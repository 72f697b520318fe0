//! Arena Evolution headless driver
//!
//! Runs the simulation without a renderer: autofarm plays, the first offered
//! class is taken at every gate, and a summary is logged at the end.
//!
//! Usage: `arena-evolution [settings.json | normal | lite] [seconds] [seed]`

#[cfg(not(target_arch = "wasm32"))]
fn main() {
    use arena_evolution::{GameMode, Settings};
    use arena_evolution::sim::{GameState, StatKind, TickInput, tick};

    env_logger::init();

    let mut args = std::env::args().skip(1);
    let settings = match args.next() {
        Some(arg) => match GameMode::from_str(&arg) {
            Some(mode) => Settings::from_mode(mode),
            None => Settings::load_from(&arg).unwrap_or_else(|e| {
                log::warn!("Using default settings, could not load {arg}: {e}");
                Settings::default()
            }),
        },
        None => Settings::default(),
    };
    let seconds: f64 = args.next().and_then(|s| s.parse().ok()).unwrap_or(120.0);
    let seed: u64 = args.next().and_then(|s| s.parse().ok()).unwrap_or(0xA7E4A);

    log::info!(
        "Arena Evolution (headless) starting: seed {seed}, {seconds}s, {} mode",
        settings.mode.as_str()
    );

    let mut state = GameState::with_settings(seed, settings);
    if state.settings.initial_shapes {
        state.populate();
    }

    let mut input = TickInput::default();
    input.controls.set_autofarm(true);

    let frame_ms = 1000.0 / 60.0;
    let frames = (seconds * 60.0) as u64;
    for i in 0..frames {
        tick(&mut state, &input, i as f64 * frame_ms);

        if let Some(first) = state.upgrade.as_ref().and_then(|o| o.classes.first().copied()) {
            if let Err(e) = state.choose_class(first) {
                log::warn!("Auto-pick failed: {e}");
            }
        }
        while state.player.stat_points > 0 {
            if state.upgrade_stat(StatKind::XpGain).is_err() {
                break;
            }
        }
        if state.game_over {
            break;
        }
    }

    let player = &state.player;
    log::info!(
        "Finished after {} frames: level {} {:?}, score {}, {} shapes alive{}",
        state.frame,
        player.level,
        player.tank_class,
        state.score,
        state.shapes.len(),
        if state.game_over { " (destroyed)" } else { "" }
    );
    println!(
        "level={} class={:?} score={} frames={}",
        player.level, player.tank_class, state.score, state.frame
    );
}

#[cfg(target_arch = "wasm32")]
fn main() {
    // The library is driven by the host page on the web
}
· · ·
→ **Task description**: Reprint exactly, and only, the lines running from the one containing "let frames = (seconds * 60.0) as u64;" through the last line of the listing above.

→ **Answer to this exercise**:
    let frames = (seconds * 60.0) as u64;
    for i in 0..frames {
        tick(&mut state, &input, i as f64 * frame_ms);

        if let Some(first) = state.upgrade.as_ref().and_then(|o| o.classes.first().copied()) {
            if let Err(e) = state.choose_class(first) {
                log::warn!("Auto-pick failed: {e}");
            }
        }
        while state.player.stat_points > 0 {
            if state.upgrade_stat(StatKind::XpGain).is_err() {
                break;
            }
        }
        if state.game_over {
            break;
        }
    }

    let player = &state.player;
    log::info!(
        "Finished after {} frames: level {} {:?}, score {}, {} shapes alive{}",
        state.frame,
        player.level,
        player.tank_class,
        state.score,
        state.shapes.len(),
        if state.game_over { " (destroyed)" } else { "" }
    );
    println!(
        "level={} class={:?} score={} frames={}",
        player.level, player.tank_class, state.score, state.frame
    );
}

#[cfg(target_arch = "wasm32")]
fn main() {
    // The library is driven by the host page on the web
}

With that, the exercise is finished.